Question

Suppose I have a dimension called library books and a fact called days overdue. How do I write an mdx expression that will return the number of books that exist at each num days overdue value? In other words:

Days Overdue | Num books
1            | 3498
2            | 237
3            | 57

In SQL, the answer is simple:

select days_late,count(*) from days_overdue_fact group by days_late

In mdx, I have tried this:

with member [Measures].[Overdue Count] as 'count([Book].[System Id].members) '
select  [Measures].[Overdue Count] on 0,
[Measures].[Days Late] on 1
FROM [myCube] 

But I get a complaint from Mondrian: '[Measures]' appears in more than one independent axis.

I simply want to group by the fact values.

Was it helpful?

Solution

The solution is to recognize that this overdue measure is simply part of an accumulating snapshot fact (see The Data Warehouse Toolkit, 2n ed., Ralph Kimball or http://www.kimballgroup.com/2008/11/05/fact-tables/), that tracks the status of a book over time as it moves through its checkout/in process.

There's nothing wrong with having an accumulating snapshot fact like this in a cube. You just have to understand what it is and how to query it. In this case I want to count the occurrences of each value that appears in this fact and the easiest way to do that is with a sql group by rather than mdx.

The answer is he sql in the original question. There is no mdx solution for grouping by a measure value that I am aware of.
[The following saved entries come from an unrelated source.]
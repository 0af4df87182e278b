//! Report of the changes that could not be hotswapped.

use super::HotswapMode;
use crate::classify::NonHotswappableChange;

/// Header and one line per reported change; `None` when there is nothing to report.
///
/// In hotswap-only mode changes hidden from that mode are left out.
pub(crate) fn non_hotswappable_report(
    stack_name: &str,
    mode: HotswapMode,
    changes: &[NonHotswappableChange],
) -> Option<(String, Vec<String>)> {
    let lines: Vec<String> = changes
        .iter()
        .filter(|c| mode == HotswapMode::FallBack || c.hotswap_only_visible)
        .map(report_line)
        .collect();
    if lines.is_empty() {
        return None;
    }

    let header = match mode {
        HotswapMode::HotswapOnly => "The following non-hotswappable changes were found. \
             To reconcile these using CloudFormation, run the deployment with fall-back enabled"
            .to_string(),
        HotswapMode::FallBack => format!(
            "Could not perform a hotswap deployment, as stack '{stack_name}' contains \
             non-hotswappable changes. Falling back to a full deployment"
        ),
    };
    Some((header, lines))
}

/// Log the report with `warn!` in hotswap-only mode and `info!` otherwise.
pub(crate) fn log_non_hotswappable(
    stack_name: &str,
    mode: HotswapMode,
    changes: &[NonHotswappableChange],
) {
    let Some((header, lines)) = non_hotswappable_report(stack_name, mode, changes) else {
        return;
    };
    match mode {
        HotswapMode::HotswapOnly => {
            tracing::warn!(stack = stack_name, "{header}");
            for line in &lines {
                tracing::warn!(stack = stack_name, "{line}");
            }
        }
        HotswapMode::FallBack => {
            tracing::info!(stack = stack_name, "{header}");
            for line in &lines {
                tracing::info!(stack = stack_name, "{line}");
            }
        }
    }
}

fn report_line(change: &NonHotswappableChange) -> String {
    if change.resource_type.is_empty() {
        return format!("logicalID: '{}', reason: {change}", change.logical_id);
    }
    if change.rejected_properties.is_empty() {
        return format!(
            "logicalID: '{}', Type: '{}', reason: {change}",
            change.logical_id, change.resource_type
        );
    }
    format!(
        "logicalID: '{}', Type: '{}', rejected changes: '{}', reason: {change}",
        change.logical_id,
        change.resource_type,
        change.rejected_properties.join("','")
    )
}
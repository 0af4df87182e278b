//! Builder for constructing HotswapDeployer instances.

use super::HotswapDeployer;
use crate::clients::{
    CloudFormationApi, CodeBuildApi, LambdaApi, NestedTemplateSource, ServiceClients,
    StepFunctionsApi,
};
use crate::error::Result;
use crate::settings::{HotswapSettings, SettingsLoader};
use crate::sources::{EnvSource, FileSource, SettingsSource};
use std::path::PathBuf;
use std::sync::Arc;

#[cfg(feature = "metrics")]
use crate::metrics::HotswapMetrics;

/// Builder for a [`HotswapDeployer`].
///
/// Settings come from explicit [`HotswapSettings`], or from settings files and
/// environment overrides merged by priority. With neither, the defaults apply,
/// which do not name a target account or region and so fail validation.
///
/// # Examples
///
/// ```rust,no_run
/// use cfn_hotswap::prelude::*;
/// # use std::sync::Arc;
///
/// # async fn example(cloudformation: Arc<dyn CloudFormationApi>) -> Result<()> {
/// let deployer = HotswapDeployer::builder()
///     .with_cloudformation(cloudformation)
///     .with_settings_file("hotswap/default.yaml")
///     .with_settings_file("hotswap/ci.yaml")
///     .with_env_overrides("HOTSWAP", "__")
///     .build()
///     .await?;
/// # Ok(())
/// # }
/// ```
pub struct HotswapDeployerBuilder {
    clients: ServiceClients,
    settings: Option<HotswapSettings>,
    file_paths: Vec<PathBuf>,
    env_prefix: Option<String>,
    env_separator: Option<String>,
    custom_sources: Vec<Box<dyn SettingsSource>>,
    #[cfg(feature = "metrics")]
    metrics: Option<HotswapMetrics>,
}

impl HotswapDeployerBuilder {
    /// Create a new builder without clients.
    pub fn new() -> Self {
        Self {
            clients: ServiceClients::default(),
            settings: None,
            file_paths: Vec::new(),
            env_prefix: None,
            env_separator: None,
            custom_sources: Vec::new(),
            #[cfg(feature = "metrics")]
            metrics: None,
        }
    }

    /// Set the Lambda client.
    pub fn with_lambda(mut self, client: Arc<dyn LambdaApi>) -> Self {
        self.clients.lambda = Some(client);
        self
    }

    /// Set the CodeBuild client.
    pub fn with_codebuild(mut self, client: Arc<dyn CodeBuildApi>) -> Self {
        self.clients.codebuild = Some(client);
        self
    }

    /// Set the Step Functions client.
    pub fn with_stepfunctions(mut self, client: Arc<dyn StepFunctionsApi>) -> Self {
        self.clients.stepfunctions = Some(client);
        self
    }

    /// Set the CloudFormation client.
    pub fn with_cloudformation(mut self, client: Arc<dyn CloudFormationApi>) -> Self {
        self.clients.cloudformation = Some(client);
        self
    }

    /// Set where generated templates of nested stacks come from.
    ///
    /// Without a source, modified nested stacks need a full deployment.
    pub fn with_nested_templates(mut self, source: Arc<dyn NestedTemplateSource>) -> Self {
        self.clients.nested_templates = Some(source);
        self
    }

    /// Use these settings; files and environment overrides are then ignored.
    pub fn with_settings(mut self, settings: HotswapSettings) -> Self {
        self.settings = Some(settings);
        self
    }

    /// Add a settings file (YAML, TOML or JSON).
    ///
    /// Later files override earlier ones.
    pub fn with_settings_file(mut self, path: impl Into<PathBuf>) -> Self {
        self.file_paths.push(path.into());
        self
    }

    /// Read settings overrides from environment variables.
    ///
    /// Environment variables have the highest priority (300).
    ///
    /// ```rust,no_run
    /// use cfn_hotswap::prelude::*;
    ///
    /// // HOTSWAP_CONCURRENCY__PER_SERVICE=4 -> concurrency.per_service = 4
    /// HotswapDeployer::builder().with_env_overrides("HOTSWAP", "__");
    /// ```
    pub fn with_env_overrides(mut self, prefix: &str, separator: &str) -> Self {
        self.env_prefix = Some(prefix.to_string());
        self.env_separator = Some(separator.to_string());
        self
    }

    /// Add a custom settings source.
    pub fn with_source<S: SettingsSource + 'static>(mut self, source: S) -> Self {
        self.custom_sources.push(Box::new(source));
        self
    }

    /// Record attempts and operations with OpenTelemetry.
    #[cfg(feature = "metrics")]
    pub fn with_metrics(mut self, meter: opentelemetry::metrics::Meter) -> Self {
        self.metrics = Some(HotswapMetrics::new(meter));
        self
    }

    /// Build the deployer.
    ///
    /// # Errors
    ///
    /// Returns an error if a settings source fails to load, the merged
    /// settings do not deserialize, or validation fails.
    pub async fn build(self) -> Result<HotswapDeployer> {
        let settings = match self.settings {
            Some(settings) => settings,
            None => load_settings(
                self.file_paths,
                self.custom_sources,
                self.env_prefix.zip(self.env_separator),
            )?,
        };
        settings.validate()?;
        tracing::debug!(?settings, clients = ?self.clients, "built hotswap deployer");

        Ok(HotswapDeployer {
            clients: self.clients,
            settings,
            #[cfg(feature = "metrics")]
            metrics: self.metrics,
        })
    }
}

impl Default for HotswapDeployerBuilder {
    fn default() -> Self {
        Self::new()
    }
}

fn load_settings(
    file_paths: Vec<PathBuf>,
    custom_sources: Vec<Box<dyn SettingsSource>>,
    env: Option<(String, String)>,
) -> Result<HotswapSettings> {
    let mut loader = SettingsLoader::new();

    for (index, path) in file_paths.into_iter().enumerate() {
        let priority = 100 + (index as i32 * 10);
        loader.add_source(Box::new(FileSource::new(path).with_priority(priority)));
    }
    for source in custom_sources {
        loader.add_source(source);
    }
    if let Some((prefix, separator)) = env {
        loader.add_source(Box::new(EnvSource::new(prefix, separator)));
    }

    if loader.is_empty() {
        return Ok(HotswapSettings::default());
    }
    loader.load()
}

#[cfg(test)]
mod tests {
    use super::*;
    use crate::core::HotswapMode;
    use crate::error::HotswapError;
    use std::fs;
    use tempfile::TempDir;

    #[test]
    fn test_builder_accumulates_files() {
        let builder = HotswapDeployerBuilder::new()
            .with_settings_file("hotswap1.yaml")
            .with_settings_file("hotswap2.yaml");
        assert_eq!(builder.file_paths.len(), 2);
    }

    #[test]
    fn test_builder_env_overrides() {
        let builder = HotswapDeployerBuilder::new().with_env_overrides("HOTSWAP", "__");
        assert_eq!(builder.env_prefix, Some("HOTSWAP".to_string()));
        assert_eq!(builder.env_separator, Some("__".to_string()));
    }

    #[tokio::test]
    async fn test_build_without_environment_fails() {
        let err = HotswapDeployerBuilder::new().build().await.unwrap_err();
        assert_eq!(
            err.to_string(),
            "Settings validation failed: environment.account: must not be empty"
        );
    }

    #[tokio::test]
    async fn test_build_with_explicit_settings() {
        let mut settings = HotswapSettings::default();
        settings.environment.account = "123456789012".to_string();
        settings.environment.region = "eu-west-1".to_string();
        let deployer = HotswapDeployerBuilder::new()
            .with_settings(settings.clone())
            .build()
            .await
            .unwrap();
        assert_eq!(deployer.settings(), &settings);
        assert!(deployer.clients().lambda().is_err());
    }

    #[tokio::test]
    async fn test_later_files_override() {
        let dir = TempDir::new().unwrap();
        let base = dir.path().join("base.yaml");
        let ci = dir.path().join("ci.json");
        fs::write(
            &base,
            "mode: fall-back\nenvironment:\n  account: \"123456789012\"\n  region: eu-west-1\nconcurrency:\n  per_service: 3\n",
        )
        .unwrap();
        fs::write(&ci, r#"{ "mode": "hotswap-only" }"#).unwrap();

        let deployer = HotswapDeployerBuilder::new()
            .with_settings_file(&base)
            .with_settings_file(&ci)
            .build()
            .await
            .unwrap();
        assert_eq!(deployer.settings().mode, HotswapMode::HotswapOnly);
        assert_eq!(deployer.settings().concurrency.per_service, 3);
    }

    #[tokio::test]
    async fn test_invalid_settings_rejected() {
        let mut settings = HotswapSettings::default();
        settings.concurrency.per_service = 0;
        let err = HotswapDeployerBuilder::new()
            .with_settings(settings)
            .build()
            .await
            .unwrap_err();
        assert!(matches!(err, HotswapError::SettingsValidation(_)));
    }
}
MDX is the wrong tool for this query.

OTHER TIPS

In my opinion the way you have constructed your cube is wrong. [Days Overdue] doesn't need to (maybe even best not to) be a measure. Measure most frequently is a DEPENDENT numeric value which shall be calculated for each possible combination of dimension values. It most definitely can take a value of null but very scarcely. I don't really see how you relate [Days Overdue] to ALL possible combination of dimension values.
What you have here as measure could easily be a calculated dimension field in which you deduct the borrowing date from NOW(). There is only one question left to be answered in this case and that's to know if Borrowing date (the date a book is borrowed) belongs to a fact table or not. If that's true then you have to define a new fact dimension and define your relationship there as explained here.